[Records from a data collection]

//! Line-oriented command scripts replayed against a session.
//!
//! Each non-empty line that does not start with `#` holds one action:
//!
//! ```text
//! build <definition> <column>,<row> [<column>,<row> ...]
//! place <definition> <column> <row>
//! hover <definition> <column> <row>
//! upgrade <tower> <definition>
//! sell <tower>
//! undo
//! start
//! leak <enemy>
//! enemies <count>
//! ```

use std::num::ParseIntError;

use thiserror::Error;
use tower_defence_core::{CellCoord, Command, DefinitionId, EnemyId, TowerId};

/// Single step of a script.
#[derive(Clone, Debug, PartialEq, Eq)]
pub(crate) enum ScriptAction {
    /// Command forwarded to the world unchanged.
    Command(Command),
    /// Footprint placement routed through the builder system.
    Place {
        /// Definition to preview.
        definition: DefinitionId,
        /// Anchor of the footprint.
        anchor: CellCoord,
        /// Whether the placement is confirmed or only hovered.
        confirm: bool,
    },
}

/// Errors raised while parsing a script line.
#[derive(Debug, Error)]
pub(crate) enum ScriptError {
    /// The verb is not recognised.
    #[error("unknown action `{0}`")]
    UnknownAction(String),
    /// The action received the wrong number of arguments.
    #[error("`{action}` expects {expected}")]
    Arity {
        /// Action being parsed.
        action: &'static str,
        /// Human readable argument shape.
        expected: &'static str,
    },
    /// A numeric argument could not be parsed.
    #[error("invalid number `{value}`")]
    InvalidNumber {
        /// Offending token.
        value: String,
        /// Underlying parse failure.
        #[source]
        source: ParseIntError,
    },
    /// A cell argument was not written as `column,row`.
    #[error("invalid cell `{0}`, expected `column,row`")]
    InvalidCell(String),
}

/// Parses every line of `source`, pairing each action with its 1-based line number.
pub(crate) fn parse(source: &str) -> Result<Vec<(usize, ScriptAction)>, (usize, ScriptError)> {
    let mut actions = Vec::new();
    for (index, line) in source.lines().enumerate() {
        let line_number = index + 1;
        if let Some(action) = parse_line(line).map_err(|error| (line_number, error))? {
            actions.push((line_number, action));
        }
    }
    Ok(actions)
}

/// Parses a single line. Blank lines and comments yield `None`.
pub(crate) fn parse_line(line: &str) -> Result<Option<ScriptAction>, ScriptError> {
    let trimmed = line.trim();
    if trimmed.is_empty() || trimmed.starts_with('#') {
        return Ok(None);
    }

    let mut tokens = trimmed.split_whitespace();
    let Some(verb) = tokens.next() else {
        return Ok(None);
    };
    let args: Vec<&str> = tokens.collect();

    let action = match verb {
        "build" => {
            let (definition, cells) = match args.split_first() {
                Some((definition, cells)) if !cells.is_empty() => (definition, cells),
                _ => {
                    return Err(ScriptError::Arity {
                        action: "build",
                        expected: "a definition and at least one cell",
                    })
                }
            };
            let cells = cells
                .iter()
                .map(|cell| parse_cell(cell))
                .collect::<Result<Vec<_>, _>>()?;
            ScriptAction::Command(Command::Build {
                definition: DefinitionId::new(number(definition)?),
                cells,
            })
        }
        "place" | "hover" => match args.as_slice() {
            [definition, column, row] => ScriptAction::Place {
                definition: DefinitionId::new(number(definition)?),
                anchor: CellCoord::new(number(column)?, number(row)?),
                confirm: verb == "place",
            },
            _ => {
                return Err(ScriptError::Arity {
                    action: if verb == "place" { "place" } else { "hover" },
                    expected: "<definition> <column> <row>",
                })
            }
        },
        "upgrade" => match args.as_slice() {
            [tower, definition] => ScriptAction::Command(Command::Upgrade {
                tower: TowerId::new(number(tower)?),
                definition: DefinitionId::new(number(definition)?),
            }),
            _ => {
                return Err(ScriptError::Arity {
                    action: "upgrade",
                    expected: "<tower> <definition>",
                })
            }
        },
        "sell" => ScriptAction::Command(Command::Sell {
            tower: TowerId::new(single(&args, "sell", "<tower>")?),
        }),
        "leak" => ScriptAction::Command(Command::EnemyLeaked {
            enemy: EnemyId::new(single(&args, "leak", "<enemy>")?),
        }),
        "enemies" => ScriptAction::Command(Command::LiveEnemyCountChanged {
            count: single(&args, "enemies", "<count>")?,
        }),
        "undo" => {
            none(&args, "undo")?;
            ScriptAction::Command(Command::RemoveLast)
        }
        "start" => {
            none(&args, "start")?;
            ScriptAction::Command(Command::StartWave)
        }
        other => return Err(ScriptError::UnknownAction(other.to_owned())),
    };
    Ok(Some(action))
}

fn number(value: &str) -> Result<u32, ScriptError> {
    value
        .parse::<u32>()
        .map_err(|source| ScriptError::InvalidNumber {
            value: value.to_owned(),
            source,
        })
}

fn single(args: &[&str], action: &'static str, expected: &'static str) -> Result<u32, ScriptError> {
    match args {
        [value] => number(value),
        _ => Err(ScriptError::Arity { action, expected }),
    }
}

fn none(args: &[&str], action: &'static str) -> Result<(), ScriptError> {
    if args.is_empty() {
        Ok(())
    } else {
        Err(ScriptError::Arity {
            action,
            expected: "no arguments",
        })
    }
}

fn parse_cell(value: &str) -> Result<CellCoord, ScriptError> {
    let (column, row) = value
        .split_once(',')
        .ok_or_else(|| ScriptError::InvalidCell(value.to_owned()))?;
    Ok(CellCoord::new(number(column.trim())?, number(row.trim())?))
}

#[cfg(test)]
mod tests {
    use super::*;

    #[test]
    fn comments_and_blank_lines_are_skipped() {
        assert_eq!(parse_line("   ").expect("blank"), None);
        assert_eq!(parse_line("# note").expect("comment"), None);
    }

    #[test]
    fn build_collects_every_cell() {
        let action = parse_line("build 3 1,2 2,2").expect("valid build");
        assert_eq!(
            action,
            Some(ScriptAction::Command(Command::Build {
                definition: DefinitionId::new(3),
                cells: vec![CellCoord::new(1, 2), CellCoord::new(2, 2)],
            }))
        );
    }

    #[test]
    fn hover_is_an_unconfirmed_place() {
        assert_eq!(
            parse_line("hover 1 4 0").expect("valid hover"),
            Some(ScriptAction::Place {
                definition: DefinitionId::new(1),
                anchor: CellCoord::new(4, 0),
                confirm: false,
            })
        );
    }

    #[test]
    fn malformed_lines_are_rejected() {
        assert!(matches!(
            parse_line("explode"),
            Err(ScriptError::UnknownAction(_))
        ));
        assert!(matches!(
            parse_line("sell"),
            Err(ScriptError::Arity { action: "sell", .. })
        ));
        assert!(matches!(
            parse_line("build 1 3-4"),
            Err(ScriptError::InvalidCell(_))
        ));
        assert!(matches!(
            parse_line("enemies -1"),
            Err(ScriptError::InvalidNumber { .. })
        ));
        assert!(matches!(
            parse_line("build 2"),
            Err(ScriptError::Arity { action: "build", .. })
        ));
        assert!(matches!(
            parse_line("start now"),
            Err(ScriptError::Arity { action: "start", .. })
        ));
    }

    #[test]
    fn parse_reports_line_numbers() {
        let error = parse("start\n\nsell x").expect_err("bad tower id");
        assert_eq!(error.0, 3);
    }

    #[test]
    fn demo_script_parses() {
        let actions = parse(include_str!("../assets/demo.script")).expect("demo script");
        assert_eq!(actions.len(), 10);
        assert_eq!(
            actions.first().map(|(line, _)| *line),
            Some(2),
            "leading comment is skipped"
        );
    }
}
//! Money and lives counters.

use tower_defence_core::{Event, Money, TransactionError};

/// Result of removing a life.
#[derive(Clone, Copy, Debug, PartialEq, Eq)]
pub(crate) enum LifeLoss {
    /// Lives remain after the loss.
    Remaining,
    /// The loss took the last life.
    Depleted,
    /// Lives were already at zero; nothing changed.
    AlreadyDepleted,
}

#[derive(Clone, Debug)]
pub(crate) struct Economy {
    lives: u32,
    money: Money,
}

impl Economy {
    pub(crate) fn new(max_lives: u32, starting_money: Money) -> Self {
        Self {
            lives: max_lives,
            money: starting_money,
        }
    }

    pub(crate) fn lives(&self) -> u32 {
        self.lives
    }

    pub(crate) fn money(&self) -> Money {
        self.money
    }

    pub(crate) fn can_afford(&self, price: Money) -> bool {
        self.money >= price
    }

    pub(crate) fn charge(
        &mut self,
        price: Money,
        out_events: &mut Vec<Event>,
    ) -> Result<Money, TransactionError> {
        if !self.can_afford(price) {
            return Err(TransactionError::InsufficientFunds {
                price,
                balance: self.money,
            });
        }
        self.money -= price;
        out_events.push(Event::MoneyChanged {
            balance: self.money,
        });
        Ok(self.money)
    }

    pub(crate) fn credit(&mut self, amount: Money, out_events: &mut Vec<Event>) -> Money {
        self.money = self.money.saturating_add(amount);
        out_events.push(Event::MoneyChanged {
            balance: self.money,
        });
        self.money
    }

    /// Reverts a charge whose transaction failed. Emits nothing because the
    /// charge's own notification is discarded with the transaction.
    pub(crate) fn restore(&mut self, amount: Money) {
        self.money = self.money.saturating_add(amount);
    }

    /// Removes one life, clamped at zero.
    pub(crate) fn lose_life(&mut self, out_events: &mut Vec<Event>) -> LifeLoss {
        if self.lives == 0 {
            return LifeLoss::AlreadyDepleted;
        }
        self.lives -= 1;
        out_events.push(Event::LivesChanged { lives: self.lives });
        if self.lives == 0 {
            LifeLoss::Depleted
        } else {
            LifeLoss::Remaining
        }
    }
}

EXERCISE DIRECTIONS.
Please go over the data above and copy each line with "AlreadyDepleted" in it.

FINISHED TASK.
    AlreadyDepleted,
            return LifeLoss::AlreadyDepleted;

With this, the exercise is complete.